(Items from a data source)

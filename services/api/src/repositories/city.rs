//! City repository for database operations

use anyhow::Result;
use common::error::is_unique_violation;
use sqlx::PgPool;
use tracing::info;
use uuid::Uuid;

use crate::{
    error::{ApiError, ApiResult},
    models::city::City,
    repositories::like_pattern,
};

/// Columns for [`City`]; `events_count` counts upcoming events on read
const CITY_COLUMNS: &str = "c.id, c.name, c.slug, c.image_url, c.created_at, c.updated_at, \
     (SELECT COUNT(*) FROM events e WHERE e.city = c.name AND e.date > NOW())::INT AS events_count";

/// City repository for database operations
#[derive(Clone)]
pub struct CityRepository {
    pool: PgPool,
}

impl CityRepository {
    /// Create a new city repository
    pub fn new(pool: PgPool) -> Self {
        Self { pool }
    }

    /// Cities whose name contains `search`, sorted by name
    pub async fn search(&self, search: Option<&str>, limit: u32) -> Result<Vec<City>> {
        let sql = format!(
            r#"
            SELECT {}
            FROM cities c
            WHERE $1::TEXT IS NULL OR c.name ILIKE $1
            ORDER BY c.name ASC
            LIMIT $2
            "#,
            CITY_COLUMNS
        );

        let cities = sqlx::query_as::<_, City>(&sql)
            .bind(search.map(like_pattern))
            .bind(i64::from(limit))
            .fetch_all(&self.pool)
            .await?;

        Ok(cities)
    }

    /// Find a city by slug
    pub async fn find_by_slug(&self, slug: &str) -> Result<Option<City>> {
        let sql = format!("SELECT {} FROM cities c WHERE c.slug = $1", CITY_COLUMNS);

        let city = sqlx::query_as::<_, City>(&sql)
            .bind(slug)
            .fetch_optional(&self.pool)
            .await?;

        Ok(city)
    }

    /// Create a city; a taken name or slug is a conflict
    pub async fn create(&self, name: &str, slug: &str, image_url: &str) -> ApiResult<City> {
        let result = sqlx::query_as::<_, City>(
            r#"
            INSERT INTO cities (name, slug, image_url)
            VALUES ($1, $2, $3)
            RETURNING id, name, slug, image_url, created_at, updated_at, 0 AS events_count
            "#,
        )
        .bind(name)
        .bind(slug)
        .bind(image_url)
        .fetch_one(&self.pool)
        .await;

        match result {
            Ok(city) => {
                info!("Created city {} ({})", city.name, city.slug);
                Ok(city)
            }
            Err(e) if is_unique_violation(&e) => Err(ApiError::Conflict(
                "A city with this name already exists".to_string(),
            )),
            Err(e) => Err(e.into()),
        }
    }

    /// Rename a city or change its image; a taken name or slug is a conflict
    pub async fn update(
        &self,
        id: Uuid,
        name: &str,
        slug: &str,
        image_url: &str,
    ) -> ApiResult<Option<City>> {
        let sql = format!(
            r#"
            WITH c AS (
                UPDATE cities
                SET name = $2, slug = $3, image_url = $4, updated_at = NOW()
                WHERE id = $1
                RETURNING *
            )
            SELECT {} FROM c
            "#,
            CITY_COLUMNS
        );

        let result = sqlx::query_as::<_, City>(&sql)
            .bind(id)
            .bind(name)
            .bind(slug)
            .bind(image_url)
            .fetch_optional(&self.pool)
            .await;

        match result {
            Ok(city) => {
                if let Some(city) = &city {
                    info!("Updated city {} ({})", city.name, city.slug);
                }
                Ok(city)
            }
            Err(e) if is_unique_violation(&e) => Err(ApiError::Conflict(
                "A city with this name already exists".to_string(),
            )),
            Err(e) => Err(e.into()),
        }
    }

    /// Delete a city by slug, returning it if it existed
    pub async fn delete(&self, slug: &str) -> Result<Option<City>> {
        let sql = format!(
            r#"
            WITH c AS (
                DELETE FROM cities WHERE slug = $1
                RETURNING *
            )
            SELECT {} FROM c
            "#,
            CITY_COLUMNS
        );

        let city = sqlx::query_as::<_, City>(&sql)
            .bind(slug)
            .fetch_optional(&self.pool)
            .await?;

        if let Some(city) = &city {
            info!("Deleted city {} ({})", city.name, city.slug);
        }

        Ok(city)
    }
}
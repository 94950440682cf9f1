//! Authentication guard
//!
//! Resolves an `Authorization` header to a user record: the bearer token is
//! extracted, verified by the [`TokenService`] and its subject looked up
//! through a [`UserLookup`]. A successful authentication performs exactly one
//! store read and no writes.

use thiserror::Error;
use tracing::{error, warn};

use crate::{
    token::{TokenService, extract_from_header},
    users::{AuthUser, UserLookup},
};

/// Message shared by every bad-credential case so callers cannot tell them apart
pub const SESSION_EXPIRED_MESSAGE: &str = "Session expired, please log in again";

/// Message for requests that carry no credential
pub const AUTH_REQUIRED_MESSAGE: &str = "Authentication required";

/// Why a request could not be authenticated
#[derive(Error, Debug)]
pub enum AuthError {
    #[error("No bearer credential supplied")]
    MissingCredential,

    #[error("Invalid or expired token")]
    InvalidToken,

    #[error("Token subject no longer exists")]
    UserNotFound,

    #[error("User lookup failed: {0}")]
    Internal(#[source] anyhow::Error),
}

impl AuthError {
    /// HTTP status for this failure
    pub fn status(&self) -> u16 {
        match self {
            AuthError::MissingCredential | AuthError::InvalidToken | AuthError::UserNotFound => {
                401
            }
            AuthError::Internal(_) => 500,
        }
    }

    /// User-facing message for this failure
    pub fn public_message(&self) -> &'static str {
        match self {
            AuthError::MissingCredential => AUTH_REQUIRED_MESSAGE,
            AuthError::InvalidToken | AuthError::UserNotFound => SESSION_EXPIRED_MESSAGE,
            AuthError::Internal(_) => "Internal server error",
        }
    }
}

/// Rejection produced by [`require_auth`]
#[derive(Debug, Clone, PartialEq, Eq)]
pub struct AuthRejection {
    pub status: u16,
    pub error: &'static str,
}

impl From<AuthError> for AuthRejection {
    fn from(err: AuthError) -> Self {
        AuthRejection {
            status: err.status(),
            error: err.public_message(),
        }
    }
}

/// Authenticate a request from its `Authorization` header value
pub async fn authenticate(
    header: Option<&str>,
    tokens: &dyn TokenService,
    users: &dyn UserLookup,
) -> Result<AuthUser, AuthError> {
    let token = extract_from_header(header).ok_or(AuthError::MissingCredential)?;

    let identity = tokens.verify(token).map_err(|_| AuthError::InvalidToken)?;

    users
        .find_public_by_id(identity.user_id)
        .await
        .map_err(AuthError::Internal)?
        .ok_or_else(|| {
            warn!("Valid token for unknown user {}", identity.user_id);
            AuthError::UserNotFound
        })
}

/// Authenticate and map failures to a status and message for write routes
pub async fn require_auth(
    header: Option<&str>,
    tokens: &dyn TokenService,
    users: &dyn UserLookup,
) -> Result<AuthUser, AuthRejection> {
    authenticate(header, tokens, users).await.map_err(|e| {
        if let AuthError::Internal(source) = &e {
            error!("Authentication failed on user lookup: {:#}", source);
        }
        AuthRejection::from(e)
    })
}

#[cfg(test)]
mod tests {
    use super::*;
    use crate::{
        clock::ManualClock,
        token::{JwtService, TokenConfig},
    };
    use async_trait::async_trait;
    use chrono::{Duration, TimeZone, Utc};
    use std::sync::{
        Arc,
        atomic::{AtomicUsize, Ordering},
    };
    use uuid::Uuid;

    #[derive(Default)]
    struct InMemoryUsers {
        users: Vec<AuthUser>,
        reads: AtomicUsize,
        fail: bool,
    }

    #[async_trait]
    impl UserLookup for InMemoryUsers {
        async fn find_public_by_id(&self, id: Uuid) -> anyhow::Result<Option<AuthUser>> {
            self.reads.fetch_add(1, Ordering::SeqCst);
            if self.fail {
                anyhow::bail!("connection reset");
            }
            Ok(self.users.iter().find(|u| u.id == id).cloned())
        }
    }

    fn user() -> AuthUser {
        AuthUser {
            id: Uuid::new_v4(),
            email: "ivan@example.com".to_string(),
            name: "Ivan".to_string(),
            avatar: None,
            created_at: Utc.with_ymd_and_hms(2024, 1, 1, 0, 0, 0).unwrap(),
        }
    }

    fn tokens() -> JwtService {
        let clock = Arc::new(ManualClock::new(
            Utc.with_ymd_and_hms(2024, 6, 1, 0, 0, 0).unwrap(),
        ));
        JwtService::new(
            TokenConfig {
                secret: "guard-secret".to_string(),
                expiry: Duration::days(30),
            },
            clock,
        )
    }

    #[tokio::test]
    async fn test_valid_token_resolves_user_with_one_read() {
        let known = user();
        let users = InMemoryUsers {
            users: vec![known.clone()],
            ..Default::default()
        };
        let tokens = tokens();
        let header = format!("Bearer {}", tokens.issue(known.id, &known.email).unwrap());

        let resolved = authenticate(Some(header.as_str()), &tokens, &users).await.unwrap();

        assert_eq!(resolved, known);
        assert_eq!(users.reads.load(Ordering::SeqCst), 1);
    }

    #[tokio::test]
    async fn test_missing_header_is_401_without_store_read() {
        let users = InMemoryUsers::default();

        let rejection = require_auth(None, &tokens(), &users).await.unwrap_err();

        assert_eq!(rejection.status, 401);
        assert_eq!(rejection.error, AUTH_REQUIRED_MESSAGE);
        assert_eq!(users.reads.load(Ordering::SeqCst), 0);
    }

    #[tokio::test]
    async fn test_malformed_scheme_counts_as_missing() {
        let err = authenticate(Some("Token abc"), &tokens(), &InMemoryUsers::default())
            .await
            .unwrap_err();
        assert!(matches!(err, AuthError::MissingCredential));
    }

    #[tokio::test]
    async fn test_invalid_token_is_rejected() {
        let users = InMemoryUsers::default();

        let err = authenticate(Some("Bearer not.a.jwt"), &tokens(), &users)
            .await
            .unwrap_err();
        assert!(matches!(err, AuthError::InvalidToken));

        let rejection = require_auth(Some("Bearer not.a.jwt"), &tokens(), &users)
            .await
            .unwrap_err();
        assert_eq!(rejection.status, 401);
        assert_eq!(users.reads.load(Ordering::SeqCst), 0);
    }

    #[tokio::test]
    async fn test_unknown_user_shares_invalid_token_message() {
        let tokens = tokens();
        let header = format!(
            "Bearer {}",
            tokens.issue(Uuid::new_v4(), "ghost@example.com").unwrap()
        );
        let users = InMemoryUsers::default();

        let err = authenticate(Some(header.as_str()), &tokens, &users).await.unwrap_err();
        assert!(matches!(err, AuthError::UserNotFound));

        let rejection = require_auth(Some(header.as_str()), &tokens, &users).await.unwrap_err();
        assert_eq!(rejection.status, 401);
        assert_eq!(rejection.error, SESSION_EXPIRED_MESSAGE);
    }

    #[tokio::test]
    async fn test_store_failure_maps_to_500() {
        let known = user();
        let tokens = tokens();
        let header = format!("Bearer {}", tokens.issue(known.id, &known.email).unwrap());
        let users = InMemoryUsers {
            fail: true,
            ..Default::default()
        };

        let rejection = require_auth(Some(header.as_str()), &tokens, &users).await.unwrap_err();
        assert_eq!(rejection.status, 500);
    }
}
//! City models

use chrono::{DateTime, Utc};
use serde::{Deserialize, Serialize};
use sqlx::FromRow;
use uuid::Uuid;

/// City that events and venues are attached to
#[derive(Debug, Clone, PartialEq, Eq, Serialize, FromRow)]
#[serde(rename_all = "camelCase")]
pub struct City {
    pub id: Uuid,
    pub name: String,
    pub slug: String,
    pub image_url: String,
    pub events_count: i32,
    pub created_at: DateTime<Utc>,
    pub updated_at: DateTime<Utc>,
}

/// Query parameters for city search
#[derive(Debug, Clone, Default, Deserialize)]
pub struct CityQuery {
    pub search: Option<String>,
    pub limit: Option<u32>,
}

/// Request body for `POST /cities`
#[derive(Debug, Clone, Default, Deserialize)]
#[serde(rename_all = "camelCase", default)]
pub struct CreateCityRequest {
    pub name: String,
    pub image_url: String,
}

/// Request body for `PATCH /cities/:slug`; empty fields are left unchanged
#[derive(Debug, Clone, Default, Deserialize)]
#[serde(rename_all = "camelCase")]
pub struct UpdateCityRequest {
    pub name: Option<String>,
    pub image_url: Option<String>,
}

* _WORK REQUIRED_
Please state how many lines in the entries include the string "Ordering", giving no more than the number.

* _EXERCISE RESPONSE_
5